Activation of serum aminotransferases by pyridoxal-5′-phosphate in epileptic patients treated with anticonvulsant drugs

Objectives: Significant decreases in the serum concentration of pyridoxal-5′-phosphate (PLP) have been described in epileptic patients treated with anticonvulsant drugs. This would be expected to lead to a decrease in the sensitivity of aspartate aminotransferase (AST) and alanine aminotransferase (ALT) for the detection of hepatocellular damage in these patients if optimized methods with coenzyme supplementation are not used. The aim of our study was to evaluate this hypothesis. Design and Methods: The serum activities of AST and ALT (with and without the addition of PLP) were determined in a group of 90 adult epileptic patients (56 male, 34 female) undergoing chronic treatment polytherapy with phenobarbital, phenytoin, carbamazepine, and valproic acid. As a control group, 49 clinically healthy individuals were studied with a similar distribution for age and sex. Results: Supplementation with PLP produced an activation of AST and ALT in both the control and patient groups with a highly significant correlation between the enzyme activities with and without the addition of PLP (r ≥ 0.956, P< 0.001). The differences between the control and patient groups for the PLP activation of both aminotransferases were not clinically significant. The increases in AST (9%) and ALT (28%) in the patient group compared to the control group were lower than those found for alcohol dehydrogenase (ADH, 82%) and α-glutathione S-transferase (αGST, 76%).
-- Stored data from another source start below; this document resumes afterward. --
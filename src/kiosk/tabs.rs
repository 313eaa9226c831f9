use std::collections::HashMap;
use std::sync::{Arc, Mutex, MutexGuard, PoisonError};
use std::time::{Duration, Instant};

use super::error::KioskError;
use super::types::TabId;
use crate::banner::Banner;
use crate::config::Config;
use crate::error::{Error, FieldError};
use crate::gateway::ApiGateway;
use crate::session::MemoryStorage;
use crate::workflow::{CheckInController, CheckOutController, WorkflowError};

/// Messages produced by one request and shown by the next page load.
#[derive(Debug, Default)]
pub(super) struct Messages {
    pub(super) banners: Vec<Banner>,
    pub(super) field_errors: Vec<FieldError>,
}

/// Pending messages of one workflow view.
#[derive(Debug, Default)]
pub(super) struct Flash(Mutex<Messages>);

impl Flash {
    fn lock(&self) -> MutexGuard<'_, Messages> {
        self.0.lock().unwrap_or_else(PoisonError::into_inner)
    }

    pub(super) fn push_banners(&self, banners: impl IntoIterator<Item = Banner>) {
        self.lock().banners.extend(banners);
    }

    pub(super) fn take(&self) -> Messages {
        std::mem::take(&mut *self.lock())
    }

    /// Turn the outcome of a workflow action into what the next page load shows.
    ///
    /// Only a concurrent action and internal failures escape as errors; everything
    /// else is for the operator to read.
    pub(super) fn settle<T>(&self, result: Result<T, WorkflowError>) -> Result<(), KioskError> {
        let mut messages = self.lock();
        messages.field_errors.clear();
        let Err(failure) = result else {
            return Ok(());
        };
        match failure.error {
            Error::Busy => Err(KioskError::Busy),
            Error::Superseded => Ok(()),
            Error::Storage(msg) | Error::Config(msg) => Err(KioskError::Internal(msg)),
            error => {
                messages.field_errors = error.field_errors().to_vec();
                messages.banners.extend(failure.banner);
                Ok(())
            }
        }
    }
}

/// Everything one operator tab owns. Its [`MemoryStorage`] is the tab-scoped
/// home of the pending OIDC session, so forgetting the tab destroys it.
pub(super) struct Tab<G> {
    pub(super) checkin: CheckInController<G, MemoryStorage>,
    pub(super) checkout: CheckOutController<G>,
    pub(super) checkin_flash: Flash,
    pub(super) checkout_flash: Flash,
    last_seen: Mutex<Instant>,
}

impl<G: ApiGateway> Tab<G> {
    fn new(gateway: &Arc<G>, config: &Config) -> Self {
        Self {
            checkin: CheckInController::new(gateway.clone(), Arc::new(MemoryStorage::new()), config),
            checkout: CheckOutController::new(gateway.clone(), config),
            checkin_flash: Flash::default(),
            checkout_flash: Flash::default(),
            last_seen: Mutex::new(Instant::now()),
        }
    }

    fn last_seen(&self) -> Instant {
        *self.last_seen.lock().unwrap_or_else(PoisonError::into_inner)
    }

    fn touch(&self, now: Instant) {
        *self.last_seen.lock().unwrap_or_else(PoisonError::into_inner) = now;
    }

    fn idle_since(&self, now: Instant) -> Duration {
        now.saturating_duration_since(self.last_seen())
    }
}

/// Open operator tabs, forgotten after `idle` without a request. At most
/// `max_tabs` are kept; opening one more forgets the least recently used.
pub(super) struct Tabs<G> {
    tabs: Mutex<HashMap<TabId, Arc<Tab<G>>>>,
    idle: Duration,
    max_tabs: usize,
}

impl<G: ApiGateway> Tabs<G> {
    pub(super) fn new(idle: Duration, max_tabs: usize) -> Self {
        Self {
            tabs: Mutex::new(HashMap::new()),
            idle,
            max_tabs: max_tabs.max(1),
        }
    }

    fn lock(&self) -> MutexGuard<'_, HashMap<TabId, Arc<Tab<G>>>> {
        self.tabs.lock().unwrap_or_else(PoisonError::into_inner)
    }

    /// Look up a live tab without creating one.
    pub(super) fn find(&self, id: Option<TabId>) -> Option<Arc<Tab<G>>> {
        let id = id?;
        let now = Instant::now();
        let tabs = self.lock();
        let tab = tabs.get(&id).filter(|tab| tab.idle_since(now) < self.idle)?;
        tab.touch(now);
        Some(Arc::clone(tab))
    }

    /// Look up the tab, creating a fresh one if the id is unknown or expired.
    ///
    /// The flag is `true` when the tab was just created.
    pub(super) fn open(
        &self,
        id: Option<TabId>,
        gateway: &Arc<G>,
        config: &Config,
    ) -> (TabId, Arc<Tab<G>>, bool) {
        let now = Instant::now();
        let mut tabs = self.lock();

        let before = tabs.len();
        tabs.retain(|_, tab| tab.idle_since(now) < self.idle);
        if tabs.len() < before {
            tracing::debug!(evicted = before - tabs.len(), "idle tabs forgotten");
        }

        if let Some((id, tab)) = id.and_then(|id| tabs.get(&id).map(|tab| (id, Arc::clone(tab)))) {
            tab.touch(now);
            return (id, tab, false);
        }

        if tabs.len() >= self.max_tabs {
            let oldest = tabs
                .iter()
                .min_by_key(|(_, tab)| tab.last_seen())
                .map(|(id, _)| *id);
            if let Some(oldest) = oldest {
                tabs.remove(&oldest);
                tracing::debug!(tab = %oldest, "tab limit reached, least recent tab forgotten");
            }
        }

        let id = TabId::generate();
        let tab = Arc::new(Tab::new(gateway, config));
        tabs.insert(id, tab.clone());
        tracing::debug!(tab = %id, "tab opened");
        (id, tab, true)
    }

    #[cfg(test)]
    pub(super) fn len(&self) -> usize {
        self.lock().len()
    }
}

#[cfg(test)]
mod tests {
    use std::future::Future;

    use super::*;
    use crate::gateway::AuthorizationRedirect;
    use crate::types::{
        CheckinReceipt, CheckoutReceipt, FaydaId, Host, NewCheckin, VisitId, VisitRecord,
        VisitorIdentity,
    };

    struct Offline;

    fn offline<T: Send>() -> impl Future<Output = Result<T, Error>> + Send {
        async { Err(Error::Network("offline".into())) }
    }

    impl ApiGateway for Offline {
        fn test_connection(&self) -> impl Future<Output = Result<bool, Error>> + Send {
            offline()
        }
        fn list_hosts(&self) -> impl Future<Output = Result<Vec<Host>, Error>> + Send {
            offline()
        }
        fn initiate_oidc(
            &self,
            _: &FaydaId,
        ) -> impl Future<Output = Result<AuthorizationRedirect, Error>> + Send {
            offline()
        }
        fn exchange_code(
            &self,
            _: &str,
            _: &str,
        ) -> impl Future<Output = Result<VisitorIdentity, Error>> + Send {
            offline()
        }
        fn create_checkin(
            &self,
            _: &NewCheckin,
        ) -> impl Future<Output = Result<CheckinReceipt, Error>> + Send {
            offline()
        }
        fn find_active_visit(
            &self,
            _: &FaydaId,
        ) -> impl Future<Output = Result<VisitRecord, Error>> + Send {
            offline()
        }
        fn checkout(
            &self,
            _: VisitId,
            _: &str,
        ) -> impl Future<Output = Result<CheckoutReceipt, Error>> + Send {
            offline()
        }
    }

    fn config() -> Config {
        Config::new("http://backend.test/api/".parse().unwrap())
    }

    #[test]
    fn known_tab_is_reused() {
        let tabs = Tabs::<Offline>::new(Duration::from_secs(60), 8);
        let gateway = Arc::new(Offline);
        let (id, first, created) = tabs.open(None, &gateway, &config());
        assert!(created);
        let (same, second, created) = tabs.open(Some(id), &gateway, &config());
        assert!(!created);
        assert_eq!(same, id);
        assert!(Arc::ptr_eq(&first, &second));
    }

    #[test]
    fn unknown_tab_gets_a_fresh_id() {
        let tabs = Tabs::<Offline>::new(Duration::from_secs(60), 8);
        let gateway = Arc::new(Offline);
        let stale = TabId::generate();
        let (id, _, created) = tabs.open(Some(stale), &gateway, &config());
        assert!(created);
        assert_ne!(id, stale);
    }

    #[test]
    fn idle_tabs_are_forgotten() {
        let tabs = Tabs::<Offline>::new(Duration::ZERO, 8);
        let gateway = Arc::new(Offline);
        let (first, _, _) = tabs.open(None, &gateway, &config());
        let (second, _, created) = tabs.open(Some(first), &gateway, &config());
        assert!(created);
        assert_ne!(first, second);
        assert_eq!(tabs.len(), 1);
    }

    #[test]
    fn settle_routes_errors_to_the_flash() {
        let tab = Tab::new(&Arc::new(Offline), &config());
        let failure = WorkflowError::with_banner(
            Error::field(crate::error::Field::Reason, "too short"),
            Banner::error("Check the form", Duration::from_secs(8)),
        );
        tab.checkin_flash.settle::<()>(Err(failure)).unwrap();
        assert!(tab.checkout_flash.take().banners.is_empty());
        let messages = tab.checkin_flash.take();
        assert_eq!(messages.banners.len(), 1);
        assert_eq!(messages.field_errors[0].message, "too short");
        assert!(tab.checkin_flash.take().banners.is_empty());
    }

    #[test]
    fn busy_and_internal_errors_escape() {
        let flash = Flash::default();
        let busy = flash.settle::<()>(Err(Error::Busy.into()));
        assert!(matches!(busy, Err(KioskError::Busy)));
        let storage = flash.settle::<()>(Err(Error::Storage("poisoned".into()).into()));
        assert!(matches!(storage, Err(KioskError::Internal(_))));
        assert!(flash.settle::<()>(Err(Error::Superseded.into())).is_ok());
        assert!(flash.take().banners.is_empty());
    }

    #[test]
    fn find_never_creates() {
        let tabs = Tabs::<Offline>::new(Duration::from_secs(60), 8);
        assert!(tabs.find(None).is_none());
        assert!(tabs.find(Some(TabId::generate())).is_none());
        assert_eq!(tabs.len(), 0);

        let (id, opened, _) = tabs.open(None, &Arc::new(Offline), &config());
        let found = tabs.find(Some(id)).unwrap();
        assert!(Arc::ptr_eq(&opened, &found));
    }

    #[test]
    fn tab_limit_forgets_the_least_recent() {
        let tabs = Tabs::<Offline>::new(Duration::from_secs(60), 2);
        let gateway = Arc::new(Offline);
        let (first, _, _) = tabs.open(None, &gateway, &config());
        std::thread::sleep(Duration::from_millis(2));
        let (second, _, _) = tabs.open(None, &gateway, &config());
        std::thread::sleep(Duration::from_millis(2));
        tabs.find(Some(first));
        tabs.open(None, &gateway, &config());

        assert_eq!(tabs.len(), 2);
        assert!(tabs.find(Some(first)).is_some());
        assert!(tabs.find(Some(second)).is_none());
    }
}
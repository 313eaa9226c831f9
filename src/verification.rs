//! Identity verification through the national identity provider.
//!
//! The backend runs the OIDC authorization-code exchange; this side only has to
//! start it, survive the full-page redirect, and accept the callback that comes
//! back, provided it carries the nonce stored at initiation.

use std::sync::Arc;
use std::time::Duration;

use subtle::ConstantTimeEq;
use time::OffsetDateTime;
use url::Url;

use crate::config::Config;
use crate::error::Error;
use crate::gateway::{ApiGateway, AuthorizationRedirect};
use crate::session::{OidcSession, SessionStorage};
use crate::types::{FaydaId, VisitorIdentity};

/// Query parameters the identity provider appends to the redirect URI.
#[derive(Debug, Clone, Default, PartialEq, Eq)]
pub struct CallbackQuery {
    pub code: Option<String>,
    pub state: Option<String>,
    pub error: Option<String>,
    pub error_description: Option<String>,
}

impl CallbackQuery {
    #[must_use]
    pub fn from_url(url: &Url) -> Self {
        let mut query = Self::default();
        for (key, value) in url.query_pairs() {
            let slot = match key.as_ref() {
                "code" => &mut query.code,
                "state" => &mut query.state,
                "error" => &mut query.error,
                "error_description" => &mut query.error_description,
                _ => continue,
            };
            *slot = Some(value.into_owned()).filter(|v| !v.is_empty());
        }
        query
    }

    /// A page load is a return from the provider when it carries a `code` or an `error`.
    #[must_use]
    pub fn is_callback(&self) -> bool {
        self.code.is_some() || self.error.is_some()
    }
}

/// The address to show once a callback has been handled: same page, no query, so
/// reloading cannot replay an already-consumed code.
#[must_use]
pub fn strip_callback_params(url: &Url) -> Url {
    let mut clean = url.clone();
    clean.set_query(None);
    clean.set_fragment(None);
    clean
}

/// Drives initiate → redirect → callback → code exchange for one tab.
pub struct IdentityVerification<G, S> {
    gateway: Arc<G>,
    storage: Arc<S>,
    session_ttl: Duration,
}

impl<G: ApiGateway, S: SessionStorage> IdentityVerification<G, S> {
    #[must_use]
    pub fn new(gateway: Arc<G>, storage: Arc<S>, config: &Config) -> Self {
        Self {
            gateway,
            storage,
            session_ttl: config.oidc_session_ttl(),
        }
    }

    /// Ask the backend for an authorization URL and remember the nonce.
    ///
    /// The caller must navigate the whole page to the returned `auth_url`.
    ///
    /// # Errors
    ///
    /// [`Error::Network`] or [`Error::Server`] from the backend, or
    /// [`Error::Storage`] if the pending session cannot be persisted.
    pub async fn initiate(&self, fayda_id: &FaydaId) -> Result<AuthorizationRedirect, Error> {
        let redirect = self.authorize(fayda_id).await?;
        self.remember(fayda_id, &redirect)?;
        Ok(redirect)
    }

    /// Backend half of [`initiate`](Self::initiate): nothing is stored.
    pub(crate) async fn authorize(&self, fayda_id: &FaydaId) -> Result<AuthorizationRedirect, Error> {
        tracing::debug!(fayda_id = %fayda_id.masked(), "initiating OIDC flow");
        self.gateway.initiate_oidc(fayda_id).await
    }

    /// Storage half of [`initiate`](Self::initiate).
    pub(crate) fn remember(
        &self,
        fayda_id: &FaydaId,
        redirect: &AuthorizationRedirect,
    ) -> Result<(), Error> {
        self.storage
            .save(&OidcSession::new(&redirect.state, fayda_id.clone()))?;
        tracing::info!(
            fayda_id = %fayda_id.masked(),
            auth_host = redirect.auth_url.host_str().unwrap_or_default(),
            "OIDC flow initiated"
        );
        Ok(())
    }

    /// Handle the provider's return.
    ///
    /// `Ok(None)` means the query is not a callback and nothing happened.
    ///
    /// # Errors
    ///
    /// - [`Error::AuthorizationDenied`] if the provider reported an error.
    /// - [`Error::StateMismatch`] if no session is stored or its nonce differs.
    /// - [`Error::SessionExpired`] if the stored session outlived its TTL.
    /// - [`Error::Network`] / [`Error::Server`] / [`Error::Decode`] from the exchange.
    ///
    /// The stored session is cleared on the first three and on success.
    pub async fn resume_from_callback(
        &self,
        query: &CallbackQuery,
    ) -> Result<Option<VisitorIdentity>, Error> {
        let identity = self.verify_callback(query).await?;
        if identity.is_some() {
            self.complete()?;
        }
        Ok(identity)
    }

    /// [`resume_from_callback`](Self::resume_from_callback) without the final
    /// [`complete`](Self::complete) after a successful exchange. Refusals found
    /// before the exchange still clear the session.
    pub(crate) async fn verify_callback(
        &self,
        query: &CallbackQuery,
    ) -> Result<Option<VisitorIdentity>, Error> {
        if let Some(error) = &query.error {
            tracing::warn!(
                error = %error,
                description = query.error_description.as_deref().unwrap_or_default(),
                "identity provider returned an error"
            );
            self.storage.clear()?;
            return Err(Error::AuthorizationDenied(error.clone()));
        }

        let (Some(code), Some(state)) = (&query.code, &query.state) else {
            return Ok(None);
        };

        let Some(stored) = self.storage.load()? else {
            tracing::warn!("OIDC callback without a pending session");
            return Err(Error::StateMismatch);
        };

        if stored.is_expired(self.session_ttl, OffsetDateTime::now_utc()) {
            tracing::warn!(fayda_id = %stored.pending_fayda_id.masked(), "OIDC session expired");
            self.storage.clear()?;
            return Err(Error::SessionExpired);
        }

        if !bool::from(state.as_bytes().ct_eq(stored.state.as_bytes())) {
            tracing::warn!(fayda_id = %stored.pending_fayda_id.masked(), "OIDC state mismatch");
            self.storage.clear()?;
            return Err(Error::StateMismatch);
        }

        tracing::debug!(code = %truncate(code, 10), "exchanging authorization code");
        let identity = self.gateway.exchange_code(code, state).await?;
        tracing::info!(
            pending = %stored.pending_fayda_id.masked(),
            "visitor identity verified"
        );
        Ok(Some(identity))
    }

    /// Consume the pending session once its code has been exchanged.
    pub(crate) fn complete(&self) -> Result<(), Error> {
        self.storage.clear()
    }

    /// Drop any pending verification.
    ///
    /// # Errors
    ///
    /// Returns [`Error::Storage`] if the backing store is unusable.
    pub fn abandon(&self) -> Result<(), Error> {
        self.storage.clear()
    }
}

fn truncate(s: &str, max: usize) -> String {
    let head: String = s.chars().take(max).collect();
    if head.len() < s.len() {
        format!("{head}...")
    } else {
        head
    }
}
Conclusions: It does not appear that in the epileptic patients studied the in vitro addition of PLP increased the diagnostic sensitivity of AST and ALT for hepatocellular injury. The lower responses of both aminotransferases to the action of anticonvulsant drugs in relation to other cytosolic enzymes may be due to the preferred periportal localization of AST and ALT in the hepatic lobe.